**Task prompt**
Searching the material below, find each line that includes the word "ProfileUpdateRequest", and copy it.

**Material provided**

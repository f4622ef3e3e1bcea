//! Account API handlers.
//!
//! ```text
//! POST /api/v1/accounts {"username":"alice","email":"a@x.com","password":"secret1"}
//! POST /api/v1/login {"username":"alice","password":"secret1"}
//! POST /api/v1/logout
//! GET /api/v1/accounts/me
//! PUT /api/v1/accounts/me {"username":"alice","email":"new@x.com"}
//! DELETE /api/v1/accounts/me
//! ```

use actix_web::{HttpResponse, delete, get, post, put, web};
use serde::{Deserialize, Serialize};
use serde_json::json;

use crate::domain::{
    AccountValidationError, Error, LoginCredentials, LoginValidationError, NewAccount,
    ProfileUpdate, User,
};
use crate::inbound::http::ApiResult;
use crate::inbound::http::session::SessionContext;
use crate::inbound::http::state::HttpState;

/// Registration request body for `POST /api/v1/accounts`.
#[derive(Deserialize, Serialize, utoipa::ToSchema)]
#[serde(rename_all = "camelCase")]
pub struct RegisterRequest {
    /// Requested login name.
    pub username: String,
    /// Contact address for the account.
    pub email: String,
    /// Plaintext secret, supplied once and never persisted in this form.
    pub password: String,
}

/// Login request body for `POST /api/v1/login`.
#[derive(Deserialize, Serialize, utoipa::ToSchema)]
#[serde(rename_all = "camelCase")]
pub struct LoginRequest {
    /// Login name.
    pub username: String,
    /// Plaintext secret.
    pub password: String,
}

/// Profile update body for `PUT /api/v1/accounts/me`.
#[derive(Deserialize, Serialize, utoipa::ToSchema)]
#[serde(rename_all = "camelCase")]
pub struct ProfileUpdateRequest {
    /// Replacement login name.
    pub username: String,
    /// Replacement contact address.
    pub email: String,
}

fn map_account_validation_error(err: AccountValidationError) -> Error {
    let (field, code) = match &err {
        AccountValidationError::EmptyUsername => ("username", "empty_username"),
        AccountValidationError::UsernameTooShort { .. } => ("username", "username_too_short"),
        AccountValidationError::UsernameTooLong { .. } => ("username", "username_too_long"),
        AccountValidationError::UsernameInvalidCharacters => {
            ("username", "username_invalid_characters")
        }
        AccountValidationError::EmptyEmail => ("email", "empty_email"),
        AccountValidationError::EmailTooLong { .. } => ("email", "email_too_long"),
        AccountValidationError::EmailInvalid => ("email", "email_invalid"),
        AccountValidationError::EmptyPassword => ("password", "empty_password"),
        AccountValidationError::PasswordTooLong { .. } => ("password", "password_too_long"),
    };
    Error::invalid_request(err.to_string()).with_details(json!({ "field": field, "code": code }))
}

fn map_login_validation_error(err: LoginValidationError) -> Error {
    match err {
        LoginValidationError::EmptyUsername => Error::invalid_request("username must not be empty")
            .with_details(json!({ "field": "username", "code": "empty_username" })),
        LoginValidationError::EmptyPassword => Error::invalid_request("password must not be empty")
            .with_details(json!({ "field": "password", "code": "empty_password" })),
    }
}

/// Register a new account and log it in.
#[utoipa::path(
    post,
    path = "/api/v1/accounts",
    request_body = RegisterRequest,
    responses(
        (status = 201, description = "Account created", body = User),
        (status = 400, description = "Invalid request", body = Error),
        (status = 409, description = "Username or email already taken", body = Error),
        (status = 500, description = "Internal server error", body = Error)
    ),
    tags = ["accounts"],
    operation_id = "register",
    security([])
)]
#[post("/accounts")]
pub async fn register(
    state: web::Data<HttpState>,
    session: SessionContext,
    payload: web::Json<RegisterRequest>,
) -> ApiResult<HttpResponse> {
    let request = payload.into_inner();
    let account = NewAccount::try_from_parts(&request.username, &request.email, &request.password)
        .map_err(map_account_validation_error)?;
    let user = state.identity.register(account).await?;
    session.persist_user(user.id())?;
    tracing::info!(user = %user.id(), "account registered");
    Ok(HttpResponse::Created().json(user))
}

/// Authenticate a user and establish a session.
///
/// Unknown usernames and wrong passwords produce an identical response so
/// account existence does not leak.
#[utoipa::path(
    post,
    path = "/api/v1/login",
    request_body = LoginRequest,
    responses(
        (status = 200, description = "Login success", body = User,
            headers(("Set-Cookie" = String, description = "Session cookie"))),
        (status = 400, description = "Invalid request", body = Error),
        (status = 401, description = "Invalid credentials", body = Error),
        (status = 500, description = "Internal server error", body = Error)
    ),
    tags = ["accounts"],
    operation_id = "login",
    security([])
)]
#[post("/login")]
pub async fn login(
    state: web::Data<HttpState>,
    session: SessionContext,
    payload: web::Json<LoginRequest>,
) -> ApiResult<web::Json<User>> {
    let request = payload.into_inner();
    let credentials = LoginCredentials::try_from_parts(&request.username, &request.password)
        .map_err(map_login_validation_error)?;

    match state.identity.authenticate(&credentials).await? {
        Some(user) => {
            session.persist_user(user.id())?;
            Ok(web::Json(user))
        }
        None => Err(Error::unauthorized("invalid credentials")),
    }
}

/// End the current session.
#[utoipa::path(
    post,
    path = "/api/v1/logout",
    responses((status = 200, description = "Session ended")),
    tags = ["accounts"],
    operation_id = "logout",
    security([])
)]
#[post("/logout")]
pub async fn logout(session: SessionContext) -> HttpResponse {
    session.clear();
    HttpResponse::Ok().finish()
}

/// Return the authenticated user's account.
#[utoipa::path(
    get,
    path = "/api/v1/accounts/me",
    responses(
        (status = 200, description = "Current account", body = User),
        (status = 401, description = "Login required", body = Error),
        (status = 404, description = "Account no longer exists", body = Error)
    ),
    tags = ["accounts"],
    operation_id = "currentAccount"
)]
#[get("/accounts/me")]
pub async fn current_account(
    state: web::Data<HttpState>,
    session: SessionContext,
) -> ApiResult<web::Json<User>> {
    let user_id = session.require_user_id()?;
    state
        .identity
        .find_user(user_id)
        .await?
        .map(web::Json)
        .ok_or_else(|| Error::not_found("account no longer exists"))
}

/// Overwrite the authenticated user's username and email.
#[utoipa::path(
    put,
    path = "/api/v1/accounts/me",
    request_body = ProfileUpdateRequest,
    responses(
        (status = 200, description = "Updated account", body = User),
        (status = 400, description = "Invalid request", body = Error),
        (status = 401, description = "Login required", body = Error),
        (status = 404, description = "Account no longer exists", body = Error),
        (status = 409, description = "Username or email already taken", body = Error)
    ),
    tags = ["accounts"],
    operation_id = "updateProfile"
)]
#[put("/accounts/me")]
pub async fn update_profile(
    state: web::Data<HttpState>,
    session: SessionContext,
    payload: web::Json<ProfileUpdateRequest>,
) -> ApiResult<web::Json<User>> {
    let user_id = session.require_user_id()?;
    let request = payload.into_inner();
    let update = ProfileUpdate::try_from_parts(&request.username, &request.email)
        .map_err(map_account_validation_error)?;
    let user = state.identity.update_profile(user_id, update).await?;
    Ok(web::Json(user))
}

/// Delete the authenticated user's account and favorites, ending the session.
#[utoipa::path(
    delete,
    path = "/api/v1/accounts/me",
    responses(
        (status = 204, description = "Account deleted"),
        (status = 401, description = "Login required", body = Error),
        (status = 404, description = "Account no longer exists", body = Error)
    ),
    tags = ["accounts"],
    operation_id = "deleteAccount"
)]
#[delete("/accounts/me")]
pub async fn delete_account(
    state: web::Data<HttpState>,
    session: SessionContext,
) -> ApiResult<HttpResponse> {
    let user_id = session.require_user_id()?;
    state.identity.delete_account(user_id).await?;
    session.clear();
    tracing::info!(user = %user_id, "account deleted");
    Ok(HttpResponse::NoContent().finish())
}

**Response box**
pub struct ProfileUpdateRequest {
    request_body = ProfileUpdateRequest,
    payload: web::Json<ProfileUpdateRequest>,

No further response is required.